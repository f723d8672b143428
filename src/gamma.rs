//! Gamma and luma transfer tables
//!
//! A [`TransferTable`] maps an encoded integer domain to 16-bit linear light and
//! back. The gamma table converts 8-bit channels, the luma table converts
//! perceptual lightness in `0..=LUMA_MAX` to luminance.
use crate::{
    color::{linear_to_srgb, srgb_to_linear},
    config::{GammaMode, LumaMode},
};
use std::fmt;

/// Largest linear value
pub const LIN_MAX: u16 = 0xFFFF;
/// Largest 8-bit channel value
pub const CHANNEL_MAX: u16 = 0xFF;
/// Largest lightness value of the luma table
pub const LUMA_MAX: u16 = 0xFFF;

/// `L*` below this value is on the linear segment of the CIE lightness curve
const CIE_KAPPA_EPSILON: f64 = 8.0;
/// `(29/3)^3`, slope of the linear segment
const CIE_KAPPA: f64 = 24389.0 / 27.0;

/// Transfer function between encoded values and linear light, both in `[0, 1]`
#[derive(Debug, Clone, Copy, PartialEq)]
pub enum Transfer {
    /// sRGB transfer curve
    Srgb,
    /// `linear = encoded ^ gamma`
    Power(f64),
    /// CIE `L*` lightness scaled to `[0, 1]`
    CieLightness,
}

impl Transfer {
    /// Encoded value to linear light
    pub fn decode(&self, value: f64) -> f64 {
        let value = value.clamp(0.0, 1.0);
        match *self {
            Transfer::Srgb => srgb_to_linear(value),
            Transfer::Power(gamma) => value.powf(gamma),
            Transfer::CieLightness => {
                let lightness = value * 100.0;
                if lightness > CIE_KAPPA_EPSILON {
                    ((lightness + 16.0) / 116.0).powi(3)
                } else {
                    lightness / CIE_KAPPA
                }
            }
        }
    }

    /// Linear light to encoded value
    pub fn encode(&self, value: f64) -> f64 {
        let value = value.clamp(0.0, 1.0);
        match *self {
            Transfer::Srgb => linear_to_srgb(value),
            Transfer::Power(gamma) => value.powf(1.0 / gamma),
            Transfer::CieLightness => {
                let lightness = if value > CIE_KAPPA_EPSILON / CIE_KAPPA {
                    116.0 * value.cbrt() - 16.0
                } else {
                    value * CIE_KAPPA
                };
                lightness / 100.0
            }
        }
    }
}

impl From<GammaMode> for Transfer {
    fn from(mode: GammaMode) -> Self {
        match mode {
            GammaMode::Srgb => Transfer::Srgb,
            GammaMode::Power(gamma) => Transfer::Power(gamma),
        }
    }
}

impl From<LumaMode> for Transfer {
    fn from(mode: LumaMode) -> Self {
        match mode {
            LumaMode::CieLightness => Transfer::CieLightness,
            LumaMode::Power(gamma) => Transfer::Power(gamma),
        }
    }
}

/// Pair of lookup tables between encoded domain `0..=max` and linear `0..=LIN_MAX`
///
/// Both directions are monotonic nondecreasing and rounded to nearest.
#[derive(Clone)]
pub struct TransferTable {
    transfer: Transfer,
    max: u16,
    dir: Box<[u16]>,
    inv: Box<[u16]>,
}

impl TransferTable {
    pub fn new(transfer: Transfer, max: u16) -> Self {
        let scale = max as f64;
        let lin = LIN_MAX as f64;
        let dir = (0..=max)
            .map(|value| (transfer.decode(value as f64 / scale) * lin).round() as u16)
            .collect();
        let inv = (0..=LIN_MAX)
            .map(|value| (transfer.encode(value as f64 / lin) * scale).round().min(scale) as u16)
            .collect();
        tracing::debug!("[gamma] table {:?} max: {}", transfer, max);
        Self {
            transfer,
            max,
            dir,
            inv,
        }
    }

    /// Table for 8-bit color channels
    pub fn gamma(mode: GammaMode) -> Self {
        Self::new(mode.into(), CHANNEL_MAX)
    }

    /// Table for lightness in `0..=LUMA_MAX`
    pub fn luma(mode: LumaMode) -> Self {
        Self::new(mode.into(), LUMA_MAX)
    }

    pub fn transfer(&self) -> Transfer {
        self.transfer
    }

    /// Largest encoded value
    pub fn max(&self) -> u16 {
        self.max
    }

    /// Encoded value to linear, input is masked to the table domain
    #[inline]
    pub fn dir(&self, value: u16) -> u16 {
        self.dir[(value.min(self.max)) as usize]
    }

    /// Linear value to encoded
    #[inline]
    pub fn inv(&self, value: u16) -> u16 {
        self.inv[value as usize]
    }

    /// Encode linear value into 8-bit channel, only meaningful for gamma tables
    #[inline]
    pub fn encode_u8(&self, value: u16) -> u8 {
        self.inv[value as usize] as u8
    }

    pub fn dir_table(&self) -> &[u16] {
        &self.dir
    }

    pub fn inv_table(&self) -> &[u16] {
        &self.inv
    }
}

impl fmt::Debug for TransferTable {
    fn fmt(&self, f: &mut fmt::Formatter<'_>) -> fmt::Result {
        f.debug_struct("TransferTable")
            .field("transfer", &self.transfer)
            .field("max", &self.max)
            .finish()
    }
}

---+---

WORK REQUIRED
All of the records above need to be printed again exactly as they appear.

YOUR RESPONSE
repository f723d8672b143428
filename src/gamma.rs
//! Gamma and luma transfer tables
//!
//! A [`TransferTable`] maps an encoded integer domain to 16-bit linear light and
//! back. The gamma table converts 8-bit channels, the luma table converts
//! perceptual lightness in `0..=LUMA_MAX` to luminance.
use crate::{
    color::{linear_to_srgb, srgb_to_linear},
    config::{GammaMode, LumaMode},
};
use std::fmt;

/// Largest linear value
pub const LIN_MAX: u16 = 0xFFFF;
/// Largest 8-bit channel value
pub const CHANNEL_MAX: u16 = 0xFF;
/// Largest lightness value of the luma table
pub const LUMA_MAX: u16 = 0xFFF;

/// `L*` below this value is on the linear segment of the CIE lightness curve
const CIE_KAPPA_EPSILON: f64 = 8.0;
/// `(29/3)^3`, slope of the linear segment
const CIE_KAPPA: f64 = 24389.0 / 27.0;

/// Transfer function between encoded values and linear light, both in `[0, 1]`
#[derive(Debug, Clone, Copy, PartialEq)]
pub enum Transfer {
    /// sRGB transfer curve
    Srgb,
    /// `linear = encoded ^ gamma`
    Power(f64),
    /// CIE `L*` lightness scaled to `[0, 1]`
    CieLightness,
}

impl Transfer {
    /// Encoded value to linear light
    pub fn decode(&self, value: f64) -> f64 {
        let value = value.clamp(0.0, 1.0);
        match *self {
            Transfer::Srgb => srgb_to_linear(value),
            Transfer::Power(gamma) => value.powf(gamma),
            Transfer::CieLightness => {
                let lightness = value * 100.0;
                if lightness > CIE_KAPPA_EPSILON {
                    ((lightness + 16.0) / 116.0).powi(3)
                } else {
                    lightness / CIE_KAPPA
                }
            }
        }
    }

    /// Linear light to encoded value
    pub fn encode(&self, value: f64) -> f64 {
        let value = value.clamp(0.0, 1.0);
        match *self {
            Transfer::Srgb => linear_to_srgb(value),
            Transfer::Power(gamma) => value.powf(1.0 / gamma),
            Transfer::CieLightness => {
                let lightness = if value > CIE_KAPPA_EPSILON / CIE_KAPPA {
                    116.0 * value.cbrt() - 16.0
                } else {
                    value * CIE_KAPPA
                };
                lightness / 100.0
            }
        }
    }
}

impl From<GammaMode> for Transfer {
    fn from(mode: GammaMode) -> Self {
        match mode {
            GammaMode::Srgb => Transfer::Srgb,
            GammaMode::Power(gamma) => Transfer::Power(gamma),
        }
    }
}

impl From<LumaMode> for Transfer {
    fn from(mode: LumaMode) -> Self {
        match mode {
            LumaMode::CieLightness => Transfer::CieLightness,
            LumaMode::Power(gamma) => Transfer::Power(gamma),
        }
    }
}

/// Pair of lookup tables between encoded domain `0..=max` and linear `0..=LIN_MAX`
///
/// Both directions are monotonic nondecreasing and rounded to nearest.
#[derive(Clone)]
pub struct TransferTable {
    transfer: Transfer,
    max: u16,
    dir: Box<[u16]>,
    inv: Box<[u16]>,
}

impl TransferTable {
    pub fn new(transfer: Transfer, max: u16) -> Self {
        let scale = max as f64;
        let lin = LIN_MAX as f64;
        let dir = (0..=max)
            .map(|value| (transfer.decode(value as f64 / scale) * lin).round() as u16)
            .collect();
        let inv = (0..=LIN_MAX)
            .map(|value| (transfer.encode(value as f64 / lin) * scale).round().min(scale) as u16)
            .collect();
        tracing::debug!("[gamma] table {:?} max: {}", transfer, max);
        Self {
            transfer,
            max,
            dir,
            inv,
        }
    }

    /// Table for 8-bit color channels
    pub fn gamma(mode: GammaMode) -> Self {
        Self::new(mode.into(), CHANNEL_MAX)
    }

    /// Table for lightness in `0..=LUMA_MAX`
    pub fn luma(mode: LumaMode) -> Self {
        Self::new(mode.into(), LUMA_MAX)
    }

    pub fn transfer(&self) -> Transfer {
        self.transfer
    }

    /// Largest encoded value
    pub fn max(&self) -> u16 {
        self.max
    }

    /// Encoded value to linear, input is masked to the table domain
    #[inline]
    pub fn dir(&self, value: u16) -> u16 {
        self.dir[(value.min(self.max)) as usize]
    }

    /// Linear value to encoded
    #[inline]
    pub fn inv(&self, value: u16) -> u16 {
        self.inv[value as usize]
    }

    /// Encode linear value into 8-bit channel, only meaningful for gamma tables
    #[inline]
    pub fn encode_u8(&self, value: u16) -> u8 {
        self.inv[value as usize] as u8
    }

    pub fn dir_table(&self) -> &[u16] {
        &self.dir
    }

    pub fn inv_table(&self) -> &[u16] {
        &self.inv
    }
}

impl fmt::Debug for TransferTable {
    fn fmt(&self, f: &mut fmt::Formatter<'_>) -> fmt::Result {
        f.debug_struct("TransferTable")
            .field("transfer", &self.transfer)
            .field("max", &self.max)
            .finish()
    }
}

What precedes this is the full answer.